Flexible Spending Account (FSA)

A Flexible Spending Account (FSA) is an employer-sponsored benefit that lets you set aside pre-tax dollars to pay for eligible health care expenses. Unlike an HSA, you don’t need a high-deductible health plan to use one — but FSAs are only available through employer benefit packages.

Key FSA rules:

  • Use-it-or-lose-it: FSA funds generally must be used within the plan year. Employers may offer a grace period of up to 2.5 months or a rollover of up to $640 (2026 IRS limit) — but not both, and not all employers offer either.
  • Contribution limit: $3,300 per year for 2026 (employee contributions)
  • Front-loaded: Your full annual election is available on day one of the plan year, even before you’ve contributed it through payroll
  • Not portable: You lose unused funds if you leave your employer mid-year (with limited exceptions)

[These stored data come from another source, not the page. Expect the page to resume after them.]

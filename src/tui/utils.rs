//! Layout helpers.

use ratatui::layout::{Constraint, Direction, Layout, Rect};

/// A rectangle of `percent_x` by `percent_y` centered in `r`.
pub fn centered_rect(percent_x: u16, percent_y: u16, r: Rect) -> Rect {
    let popup_layout = Layout::default()
        .direction(Direction::Vertical)
        .constraints([
            Constraint::Percentage((100 - percent_y) / 2),
            Constraint::Percentage(percent_y),
            Constraint::Percentage((100 - percent_y) / 2),
        ])
        .split(r);

    Layout::default()
        .direction(Direction::Horizontal)
        .constraints([
            Constraint::Percentage((100 - percent_x) / 2),
            Constraint::Percentage(percent_x),
            Constraint::Percentage((100 - percent_x) / 2),
        ])
        .split(popup_layout[1])[1]
}

#[cfg(test)]
mod tests {
    use super::*;

    #[test]
    fn test_centered_rect_is_inside() {
        let outer = Rect::new(0, 0, 100, 40);
        let inner = centered_rect(50, 20, outer);
        assert_eq!(inner.width, 50);
        assert_eq!(inner.height, 8);
        assert_eq!(inner.x, 25);
        assert_eq!(inner.y, 16);
    }
}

FSA funds can be used for deductibles, copays, coinsurance, prescriptions, dental and vision care, and other IRS-qualified medical expenses. A dependent care FSA is a separate account used for childcare expenses.

Frequently Asked Questions

What’s the difference between an FSA and an HSA?

The main differences are eligibility and portability. An HSA requires a high-deductible health plan and is yours to keep indefinitely. An FSA is offered through an employer, doesn’t require an HDHP, and funds generally expire at year-end if unused. You cannot contribute to both an FSA and an HSA in the same year unless you have a limited-purpose FSA (for dental and vision only).

What happens to my FSA if I leave my job?

Unused FSA funds are generally forfeited when you leave your employer. You may be able to elect COBRA continuation for your FSA, which lets you access the full annual amount you elected through the end of the plan year by continuing to make monthly contributions. Whether COBRA applies to FSAs depends on your employer’s plan design.